Edie props herself up on one elbow and smiles at me. “I understand, but for what it’s worth, Suit, I’m glad you’re here.”
“Me, too.” I pull her face to mine and kiss her softly. “Now let’s get some sleep. You’re probably going to feel like ass tomorrow.”
She giggles and snuggles back in to me. It doesn’t take long before her breathing slows and her body relaxes completely. I close my eyes and try to imagine what the man I used to be, Johnny Wilson, would do for a girl like Edie James.
I find the answer easily.
He would’ve done anything to have her.
I awake the next morning and groan as my head throbs. When I’m able to open my eyes all the way, I see a glass of water and a bottle of Ibuprofen on my nightstand. I smile slightly. That was thoughtful of the suit. As I grab the bottle, I catch sight of my alarm clock.
It’s noon! Shit balls!
I jump out of the bed and pull a pair of jeans out of my drawer. After I slip them on, I peel off the suit’s T-shirt and stare at it a moment. It smells just like him and in a completely irrational and psychotic move, I shove it in my bottom drawer to hide it. I quickly slip on my bra and a tank top and my boots, and hurry to the kitchen. I chug a few sips of orange juice straight from the jug when I hear laughing.

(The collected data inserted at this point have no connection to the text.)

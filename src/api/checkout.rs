//! Checkout API endpoints.
//!
//! Storefront-facing purchase flow:
//! - POST /storefronts/:identifier/checkout - Open a payment session
//! - GET|POST /storefronts/:identifier/checkout/verify?session= - Verify payment, issue tickets
//! - GET /storefronts/:identifier/checkout/status/:order_id_or_ref - Poll order status
//! - POST /storefronts/:identifier/checkout/cancel - Cancel before payment

use crate::checkout::{CartLine, CartRequest};
use crate::server::error::AppError;
use crate::server::state::AppState;
use crate::types::{Order, OrderStatus, Ticket, TicketTypeId};
use axum::{
    extract::{Path, Query, State},
    Json,
};
use chrono::{DateTime, Utc};
use serde::{Deserialize, Serialize};
use uuid::Uuid;

// ============================================================================
// Request/Response Types
// ============================================================================

/// One cart line in a checkout request.
#[derive(Debug, Deserialize)]
#[serde(rename_all = "camelCase")]
pub struct CheckoutItem {
    /// Ticket type to purchase.
    pub ticket_type_id: TicketTypeId,
    /// Number of tickets.
    pub quantity: u32,
}

/// Request to open a checkout session.
#[derive(Debug, Deserialize)]
#[serde(rename_all = "camelCase")]
pub struct CreateCheckoutRequest {
    /// Buyer's email address.
    pub customer_email: String,
    /// Cart lines; must be non-empty.
    pub items: Vec<CheckoutItem>,
}

/// Response after opening a checkout session.
#[derive(Debug, Serialize)]
#[serde(rename_all = "camelCase")]
pub struct CreateCheckoutResponse {
    /// Hosted payment page the buyer is redirected to.
    pub checkout_url: String,
    /// Gateway session id, echoed back on verify.
    pub session_id: String,
    /// Backing order id.
    pub order_id: Uuid,
    /// Customer total in cents.
    pub total: u64,
    /// Platform fee in cents.
    pub platform_fee: u64,
}

/// Query parameters for the verify endpoint.
#[derive(Debug, Deserialize)]
pub struct VerifyQuery {
    /// Gateway session id returned at checkout creation.
    pub session: String,
}

/// A ticket as returned to the storefront.
#[derive(Debug, Serialize)]
#[serde(rename_all = "camelCase")]
pub struct TicketResponse {
    /// Ticket id.
    pub ticket_id: Uuid,
    /// 1-based position within the order.
    pub ticket_number: u32,
    /// Opaque code presented at the gate.
    pub redemption_code: String,
    /// Purchased ticket type.
    pub ticket_type_id: Uuid,
    /// Redemption timestamp, if already used.
    pub used_at: Option<DateTime<Utc>>,
}

/// A completed order with its tickets.
#[derive(Debug, Serialize)]
#[serde(rename_all = "camelCase")]
pub struct OrderBody {
    /// Order id.
    pub id: Uuid,
    /// Human-readable order number.
    pub order_number: String,
    /// Lifecycle status.
    pub status: OrderStatus,
    /// Customer total in cents.
    pub total: u64,
    /// Issued tickets.
    pub tickets: Vec<TicketResponse>,
}

/// Response after a successful verify.
#[derive(Debug, Serialize)]
#[serde(rename_all = "camelCase")]
pub struct VerifyResponse {
    /// Always true on a 200; failures arrive as error responses.
    pub success: bool,
    /// The completed order with its tickets.
    pub order: OrderBody,
}

/// Response for the status poll.
#[derive(Debug, Serialize)]
#[serde(rename_all = "camelCase")]
pub struct StatusResponse {
    /// Order id.
    pub order_id: Uuid,
    /// Human-readable order number.
    pub order_number: String,
    /// Lifecycle status.
    pub status: OrderStatus,
    /// Customer total in cents.
    pub total: u64,
    /// Number of issued tickets (0 until completed).
    pub ticket_count: usize,
}

/// Request to cancel an order awaiting payment.
#[derive(Debug, Deserialize)]
#[serde(rename_all = "camelCase")]
pub struct CancelRequest {
    /// Gateway payment reference identifying the order.
    pub payment_reference_id: String,
}

/// Response after a cancel.
#[derive(Debug, Serialize)]
#[serde(rename_all = "camelCase")]
pub struct CancelResponse {
    /// Always true on a 200.
    pub success: bool,
    /// Human-readable confirmation.
    pub message: String,
}

fn order_body(order: Order, tickets: Vec<Ticket>) -> OrderBody {
    OrderBody {
        id: *order.id.as_uuid(),
        order_number: order.order_number,
        status: order.status,
        total: order.total.cents(),
        tickets: tickets
            .into_iter()
            .map(|ticket| TicketResponse {
                ticket_id: *ticket.id.as_uuid(),
                ticket_number: ticket.ticket_number,
                redemption_code: ticket.redemption_code,
                ticket_type_id: *ticket.ticket_type_id.as_uuid(),
                used_at: ticket.used_at,
            })
            .collect(),
    }
}

// ============================================================================
// Handlers
// ============================================================================

/// Open a payment session for a cart.
pub async fn create_session(
    State(state): State<AppState>,
    Path(identifier): Path<String>,
    Json(request): Json<CreateCheckoutRequest>,
) -> Result<Json<CreateCheckoutResponse>, AppError> {
    let cart = CartRequest {
        customer_email: request.customer_email,
        items: request
            .items
            .into_iter()
            .map(|item| CartLine {
                ticket_type_id: item.ticket_type_id,
                quantity: item.quantity,
            })
            .collect(),
    };

    let created = state.checkout.create_session(&identifier, cart).await?;

    Ok(Json(CreateCheckoutResponse {
        checkout_url: created.checkout_url,
        session_id: created.session_id,
        order_id: *created.order_id.as_uuid(),
        total: created.total.cents(),
        platform_fee: created.platform_fee.cents(),
    }))
}

/// Verify a session's payment and return the completed order.
///
/// Safe to call repeatedly; both the buyer's redirect and a webhook-style
/// confirmation land here and converge on the same ticket set.
pub async fn verify_session(
    State(state): State<AppState>,
    Path(identifier): Path<String>,
    Query(query): Query<VerifyQuery>,
) -> Result<Json<VerifyResponse>, AppError> {
    let (order, tickets) = state
        .checkout
        .verify_session(&identifier, &query.session)
        .await?;
    Ok(Json(VerifyResponse {
        success: true,
        order: order_body(order, tickets),
    }))
}

/// Poll an order's status by id or payment reference.
pub async fn order_status(
    State(state): State<AppState>,
    Path((identifier, order_id_or_ref)): Path<(String, String)>,
) -> Result<Json<StatusResponse>, AppError> {
    let view = state
        .checkout
        .order_status(&identifier, &order_id_or_ref)
        .await?;
    Ok(Json(StatusResponse {
        order_id: *view.order_id.as_uuid(),
        order_number: view.order_number,
        status: view.status,
        total: view.total.cents(),
        ticket_count: view.ticket_count,
    }))
}

/// Cancel an order still awaiting payment.
pub async fn cancel_session(
    State(state): State<AppState>,
    Path(identifier): Path<String>,
    Json(request): Json<CancelRequest>,
) -> Result<Json<CancelResponse>, AppError> {
    let order = state
        .checkout
        .cancel_session(&identifier, &request.payment_reference_id)
        .await?;
    Ok(Json(CancelResponse {
        success: true,
        message: format!("Order {} canceled", order.order_number),
    }))
}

I jerk my head around to see the suit biting his fist as if he’s holding back his laughter.
“What?” I ask as I twist the lid back on the jug.
“Nothing. You
just look like you’re a little…stressed.” When I glance down at myself I notice my shirt is bunched halfway up my back, one of my pant legs is half tucked in my boot, and my pants are still unbuttoned.
“Why’d you let me sleep so late?” I grumble.
He steps toward me and takes the jug from my hand. “You needed to rest. We’ve already taken care of everything.”
“I’m sorry,” I groan. “That was immature of me to get so wasted and miss work. I can’t afford to be so irresponsible.”
“Edie,” he says my name softly. “We took care of it. You have nothing to be sorry about. Now sit down and let me make you some lunch.”
“You don’t have to do that,” I say as guilt washes over me.
“I want to. Now sit.” He points to the barstool behind the counter. I smile as I take my seat and he washes his hands. He pulls a loaf of bread from the cabinet and meat and cheese from the fridge. As I watch him, an image of his bare chest brushes my mind and I bite my lip. It was mere hours ago I slept pressed against that chest. The suit is so freaking sexy I find myself fantasizing about him more and more, which is dangerous. I’m walking in dangerous territory. This arrangement we have, the friends with benefits arrangement, was meant to be casual, but the more I get to know the suit, the more attached I’m becoming. Knowing this, I should end it to keep things from getting complicated, but even though I know he’ll leave and whatever we’re doing will end and I will be heartbroken, I can’t end it. I need this. So I push aside the thought of my impending devastation and commit to seeing this through and enjoying it as much as I can, while I can.
His words from the night before resonate somewhere in the back of my mind.
“Under different circumstances Edie James, I could fall head over heels in love with you.”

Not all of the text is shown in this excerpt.